Principais medidas no setor energético

  • Isenção fiscal de Impostos Especiais sobre o Consumo para a produção energética destinada ao autoconsumo. 
  • Reserva de 68 milhões para apoiar o investimento no hidrogénio e outros gases renováveis. 
  • Produtos petrolíferos destinados à produção de energia serão tributados com uma taxa correspondente a 100 % da taxa de ISP e com uma taxa correspondente a 100 % do adicionamento sobre as emissões de CO2.
  • Mantém-se em vigor o adicional às taxas do ISP, no montante de 0,007 euros por litro para a gasolina e no montante de 0,0035 euros por litro para o gasóleo rodoviário e para o gasóleo colorido e marcado.
  • Mantém-se a contribuição extraordinária sobre as empresas (CESE) do setor energético.
  • Não haverá alteração ao IVA sobre a eletricidade.
  • As taxas ambientais serão atualizadas automaticamente por aplicação do índice de preços no consumidor.
  • Vão ser aplicados 138 milhões de euros no Programa de Apoio à Redução Tarifária (PART) nos transportes públicos.

Principais medidas no setor automóvel 

  • Aumento de 1% do Imposto Sobre Veículos (ISV) e do Imposto Único de Circulação (IUC . 
  • Haverá alterações ao Código do Imposto sobre Veículos no âmbito da componente cilindrada e ambiental com respeito às emissões de CO2. 
  • Vão manter-se os apoios a veículos de baixas emissões. 

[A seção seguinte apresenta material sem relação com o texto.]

//! Persistence layer.
//!
//! `SnapshotStore` owns the SQLite pool and holds the append-only snapshot
//! history. Timestamps are stored as Unix epoch milliseconds so window
//! bounds and time distances are integer arithmetic in SQL.
//!
//! Every method borrows a pooled connection for its own duration only;
//! forecast batches are written inside a single transaction.

pub mod predicate;

use chrono::{DateTime, Duration, Utc};
use sqlx::sqlite::{SqliteConnectOptions, SqliteJournalMode, SqlitePool, SqlitePoolOptions};
use sqlx::{QueryBuilder, Sqlite};
use std::str::FromStr;
use tracing::{debug, info};

use crate::config::{DatabaseConfig, LocationConfig};
use crate::types::{
    CurrentConditions, CurrentReading, ForecastBatch, ForecastConditions, ForecastSnapshot,
    ForecastStep, Location, ObservationSnapshot, StoreError,
};
use predicate::{push_predicates, Predicate};

pub type StoreResult<T> = Result<T, StoreError>;

const SCHEMA: &str = r#"
CREATE TABLE IF NOT EXISTS locations (
    id          INTEGER PRIMARY KEY AUTOINCREMENT,
    name        TEXT    NOT NULL UNIQUE,
    region      TEXT,
    latitude    REAL    NOT NULL,
    longitude   REAL    NOT NULL
);

CREATE TABLE IF NOT EXISTS observation_snapshots (
    id              INTEGER PRIMARY KEY AUTOINCREMENT,
    location_id     INTEGER NOT NULL REFERENCES locations(id),
    temperature_f   REAL    NOT NULL,
    wind_speed_mph  REAL    NOT NULL,
    observed_at     INTEGER NOT NULL,
    recorded_at     INTEGER NOT NULL
);

CREATE INDEX IF NOT EXISTS idx_observation_location_recorded
    ON observation_snapshots (location_id, recorded_at);

CREATE TABLE IF NOT EXISTS forecast_snapshots (
    id              INTEGER PRIMARY KEY AUTOINCREMENT,
    location_id     INTEGER NOT NULL REFERENCES locations(id),
    forecast_time   INTEGER NOT NULL,
    issued_at       INTEGER NOT NULL,
    temperature_f   REAL    NOT NULL,
    wind_speed_mph  REAL    NOT NULL
);

CREATE INDEX IF NOT EXISTS idx_forecast_location_time
    ON forecast_snapshots (location_id, forecast_time);
"#;

// ---------------------------------------------------------------------------
// Row types
// ---------------------------------------------------------------------------

#[derive(sqlx::FromRow)]
struct LocationRow {
    id: i64,
    name: String,
    region: Option<String>,
    latitude: f64,
    longitude: f64,
}

impl From<LocationRow> for Location {
    fn from(row: LocationRow) -> Self {
        Location {
            id: row.id,
            name: row.name,
            region: row.region,
            latitude: row.latitude,
            longitude: row.longitude,
        }
    }
}

#[derive(sqlx::FromRow)]
struct CurrentRow {
    name: String,
    region: Option<String>,
    temperature_f: f64,
    wind_speed_mph: f64,
    observed_at: i64,
    recorded_at: i64,
}

#[derive(sqlx::FromRow)]
struct ForecastRow {
    name: String,
    region: Option<String>,
    temperature_f: f64,
    wind_speed_mph: f64,
    forecast_time: i64,
    issued_at: i64,
}

#[derive(sqlx::FromRow)]
struct ForecastSnapshotRow {
    id: i64,
    location_id: i64,
    forecast_time: i64,
    issued_at: i64,
    temperature_f: f64,
    wind_speed_mph: f64,
}

fn to_millis(t: DateTime<Utc>) -> i64 {
    t.timestamp_millis()
}

fn from_millis(ms: i64) -> DateTime<Utc> {
    DateTime::from_timestamp_millis(ms).unwrap_or_default()
}

// ---------------------------------------------------------------------------
// Store
// ---------------------------------------------------------------------------

/// Handle to the snapshot store. Cloning shares the underlying pool.
#[derive(Clone)]
pub struct SnapshotStore {
    pool: SqlitePool,
}

impl SnapshotStore {
    /// Open the pool described by `cfg` and create the schema if needed.
    pub async fn connect(cfg: &DatabaseConfig) -> StoreResult<Self> {
        let in_memory = cfg.url.contains(":memory:");

        let mut options = SqliteConnectOptions::from_str(&cfg.url)?
            .create_if_missing(true)
            .foreign_keys(true);
        if !in_memory {
            options = options.journal_mode(SqliteJournalMode::Wal);
        }

        let pool_options = SqlitePoolOptions::new()
            .acquire_timeout(std::time::Duration::from_secs(cfg.acquire_timeout_secs));
        // An in-memory database lives and dies with its single connection.
        let pool_options = if in_memory {
            pool_options.max_connections(1).idle_timeout(None).max_lifetime(None)
        } else {
            pool_options.max_connections(cfg.max_connections)
        };

        let pool = pool_options.connect_with(options).await?;
        let store = Self { pool };
        store.migrate().await?;

        info!(url = %cfg.url, "Snapshot store ready");
        Ok(store)
    }

    /// A fresh private in-memory store.
    pub async fn in_memory() -> StoreResult<Self> {
        Self::connect(&DatabaseConfig {
            url: "sqlite::memory:".to_string(),
            ..DatabaseConfig::default()
        })
        .await
    }

    /// Create tables and indexes (idempotent).
    pub async fn migrate(&self) -> StoreResult<()> {
        sqlx::raw_sql(SCHEMA).execute(&self.pool).await?;
        Ok(())
    }

    /// Reachability check used by `GET /health`.
    pub async fn ping(&self) -> StoreResult<()> {
        sqlx::query("SELECT 1").execute(&self.pool).await?;
        Ok(())
    }

    /// Wait for checked-out connections to return, then close the pool.
    pub async fn close(&self) {
        self.pool.close().await;
    }

    // -- Location registry -------------------------------------------------

    /// Insert registry entries that are not present yet. Existing rows
    /// are left untouched. Returns the number of newly inserted locations.
    pub async fn seed_locations(&self, locations: &[LocationConfig]) -> StoreResult<u64> {
        let mut inserted = 0;
        let mut tx = self.pool.begin().await?;
        for loc in locations {
            let result = sqlx::query(
                r#"
                INSERT INTO locations (name, region, latitude, longitude)
                VALUES (?, ?, ?, ?)
                ON CONFLICT (name) DO NOTHING
                "#,
            )
            .bind(&loc.name)
            .bind(&loc.region)
            .bind(loc.latitude)
            .bind(loc.longitude)
            .execute(&mut *tx)
            .await?;
            inserted += result.rows_affected();
        }
        tx.commit().await?;

        debug!(configured = locations.len(), inserted, "Location registry seeded");
        Ok(inserted)
    }

    pub async fn list_locations(&self) -> StoreResult<Vec<Location>> {
        let rows: Vec<LocationRow> = sqlx::query_as(
            "SELECT id, name, region, latitude, longitude FROM locations ORDER BY name",
        )
        .fetch_all(&self.pool)
        .await?;
        Ok(rows.into_iter().map(Location::from).collect())
    }

    pub async fn find_location(&self, name: &str) -> StoreResult<Option<Location>> {
        let row: Option<LocationRow> = sqlx::query_as(
            "SELECT id, name, region, latitude, longitude FROM locations WHERE name = ?",
        )
        .bind(name)
        .fetch_optional(&self.pool)
        .await?;
        Ok(row.map(Location::from))
    }

    // -- Writes ------------------------------------------------------------

    /// Append one observation snapshot.
    pub async fn insert_observation(
        &self,
        location_id: i64,
        reading: &CurrentReading,
        recorded_at: DateTime<Utc>,
    ) -> StoreResult<ObservationSnapshot> {
        let observed_ms = to_millis(reading.observed_at);
        let recorded_ms = to_millis(recorded_at);

        let result = sqlx::query(
            r#"
            INSERT INTO observation_snapshots (
                location_id, temperature_f, wind_speed_mph, observed_at, recorded_at
            )
            VALUES (?, ?, ?, ?, ?)
            "#,
        )
        .bind(location_id)
        .bind(reading.temperature_f)
        .bind(reading.wind_speed_mph)
        .bind(observed_ms)
        .bind(recorded_ms)
        .execute(&self.pool)
        .await?;

        Ok(ObservationSnapshot {
            id: result.last_insert_rowid(),
            location_id,
            temperature_f: reading.temperature_f,
            wind_speed_mph: reading.wind_speed_mph,
            observed_at: from_millis(observed_ms),
            recorded_at: from_millis(recorded_ms),
        })
    }

    /// Append a whole forecast batch under one `issued_at`, atomically.
    pub async fn insert_forecast_batch(
        &self,
        location_id: i64,
        issued_at: DateTime<Utc>,
        steps: &[ForecastStep],
    ) -> StoreResult<ForecastBatch> {
        let issued_ms = to_millis(issued_at);

        let mut tx = self.pool.begin().await?;
        for step in steps {
            sqlx::query(
                r#"
                INSERT INTO forecast_snapshots (
                    location_id, forecast_time, issued_at, temperature_f, wind_speed_mph
                )
                VALUES (?, ?, ?, ?, ?)
                "#,
            )
            .bind(location_id)
            .bind(to_millis(step.forecast_time))
            .bind(issued_ms)
            .bind(step.temperature_f)
            .bind(step.wind_speed_mph)
            .execute(&mut *tx)
            .await?;
        }
        tx.commit().await?;

        Ok(ForecastBatch {
            location_id,
            issued_at: from_millis(issued_ms),
            rows: steps.len(),
        })
    }

    // -- Reads -------------------------------------------------------------

    /// All rows of the forecast batch issued at `issued_at` for a location,
    /// ordered by forecast time.
    pub async fn forecast_batch(
        &self,
        location_id: i64,
        issued_at: DateTime<Utc>,
    ) -> StoreResult<Vec<ForecastSnapshot>> {
        let rows: Vec<ForecastSnapshotRow> = sqlx::query_as(
            r#"
            SELECT id, location_id, forecast_time, issued_at, temperature_f, wind_speed_mph
            FROM forecast_snapshots
            WHERE location_id = ? AND issued_at = ?
            ORDER BY forecast_time, id
            "#,
        )
        .bind(location_id)
        .bind(to_millis(issued_at))
        .fetch_all(&self.pool)
        .await?;

        Ok(rows
            .into_iter()
            .map(|r| ForecastSnapshot {
                id: r.id,
                location_id: r.location_id,
                forecast_time: from_millis(r.forecast_time),
                issued_at: from_millis(r.issued_at),
                temperature_f: r.temperature_f,
                wind_speed_mph: r.wind_speed_mph,
            })
            .collect())
    }

    /// Latest observation per location with `recorded_at >= now - window`,
    /// kept only when it satisfies every predicate. Ordered by temperature
    /// then location name.
    pub async fn latest_observations(
        &self,
        now: DateTime<Utc>,
        window: Duration,
        predicates: &[Predicate],
    ) -> StoreResult<Vec<CurrentConditions>> {
        let since = to_millis(now) - window.num_milliseconds();

        let mut qb: QueryBuilder<Sqlite> = QueryBuilder::new(
            r#"
            WITH ranked AS (
                SELECT
                    l.name           AS name,
                    l.region         AS region,
                    o.temperature_f  AS temperature_f,
                    o.wind_speed_mph AS wind_speed_mph,
                    o.observed_at    AS observed_at,
                    o.recorded_at    AS recorded_at,
                    ROW_NUMBER() OVER (
                        PARTITION BY o.location_id
                        ORDER BY o.recorded_at DESC, o.id DESC
                    ) AS rn
                FROM observation_snapshots o
                JOIN locations l ON l.id = o.location_id
                WHERE o.recorded_at >= "#,
        );
        qb.push_bind(since);
        qb.push(
            r#"
            )
            SELECT name, region, temperature_f, wind_speed_mph, observed_at, recorded_at
            FROM ranked
            WHERE rn = 1"#,
        );
        push_predicates(&mut qb, predicates);
        qb.push(" ORDER BY temperature_f ASC, name ASC");

        let rows: Vec<CurrentRow> = qb.build_query_as().fetch_all(&self.pool).await?;

        Ok(rows
            .into_iter()
            .map(|r| CurrentConditions {
                location: r.name,
                region: r.region,
                temperature_f: r.temperature_f,
                wind_speed_mph: r.wind_speed_mph,
                observed_at: from_millis(r.observed_at),
                recorded_at: from_millis(r.recorded_at),
            })
            .collect())
    }

    /// Best forecast row per location for `target = now + offset`.
    ///
    /// Candidates lie within `target ± tolerance`; among them the latest
    /// `issued_at` wins, then the smallest distance to the target. The
    /// winner is kept only when it satisfies every predicate.
    pub async fn best_forecasts(
        &self,
        now: DateTime<Utc>,
        offset: Duration,
        tolerance: Duration,
        predicates: &[Predicate],
    ) -> StoreResult<Vec<ForecastConditions>> {
        let target = to_millis(now) + offset.num_milliseconds();
        let band = tolerance.num_milliseconds();

        let mut qb: QueryBuilder<Sqlite> = QueryBuilder::new(
            r#"
            WITH ranked AS (
                SELECT
                    l.name           AS name,
                    l.region         AS region,
                    f.temperature_f  AS temperature_f,
                    f.wind_speed_mph AS wind_speed_mph,
                    f.forecast_time  AS forecast_time,
                    f.issued_at      AS issued_at,
                    ROW_NUMBER() OVER (
                        PARTITION BY f.location_id
                        ORDER BY f.issued_at DESC, ABS(f.forecast_time - "#,
        );
        qb.push_bind(target);
        qb.push(
            r#") ASC, f.id ASC
                    ) AS rn
                FROM forecast_snapshots f
                JOIN locations l ON l.id = f.location_id
                WHERE f.forecast_time BETWEEN "#,
        );
        qb.push_bind(target - band);
        qb.push(" AND ");
        qb.push_bind(target + band);
        qb.push(
            r#"
            )
            SELECT name, region, temperature_f, wind_speed_mph, forecast_time, issued_at
            FROM ranked
            WHERE rn = 1"#,
        );
        push_predicates(&mut qb, predicates);
        qb.push(" ORDER BY temperature_f ASC, name ASC");

        let rows: Vec<ForecastRow> = qb.build_query_as().fetch_all(&self.pool).await?;

        Ok(rows
            .into_iter()
            .map(|r| ForecastConditions {
                location: r.name,
                region: r.region,
                temperature_f: r.temperature_f,
                wind_speed_mph: r.wind_speed_mph,
                forecast_time: from_millis(r.forecast_time),
                issued_at: from_millis(r.issued_at),
            })
            .collect())
    }
}

#[cfg(test)]
impl SnapshotStore {
    pub(crate) fn pool(&self) -> &SqlitePool {
        &self.pool
    }

    pub(crate) async fn count_observations(&self) -> StoreResult<i64> {
        let n: i64 = sqlx::query_scalar("SELECT COUNT(*) FROM observation_snapshots")
            .fetch_one(&self.pool)
            .await?;
        Ok(n)
    }

    pub(crate) async fn count_forecast_rows(&self) -> StoreResult<i64> {
        let n: i64 = sqlx::query_scalar("SELECT COUNT(*) FROM forecast_snapshots")
            .fetch_one(&self.pool)
            .await?;
        Ok(n)
    }
}

// ---------------------------------------------------------------------------
// Tests
// ---------------------------------------------------------------------------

Principais medidas no setor imobiliário 

  • Rendimentos prediais não contam para o englobamento do IRS. 
  • Rendas de contratos antigos de arrendamento habitacional permanecerão congeladas. 
  • Fusão dos programas Porta 65 Jovem e do programa Arrendamento Acessível. 
  • IMI manter-se-á inalterado. 

Principais medidas no setor de serviços profissionais 

  • Aplicação de taxas às plataformas de streaming de 2€ semestrais por subscritor.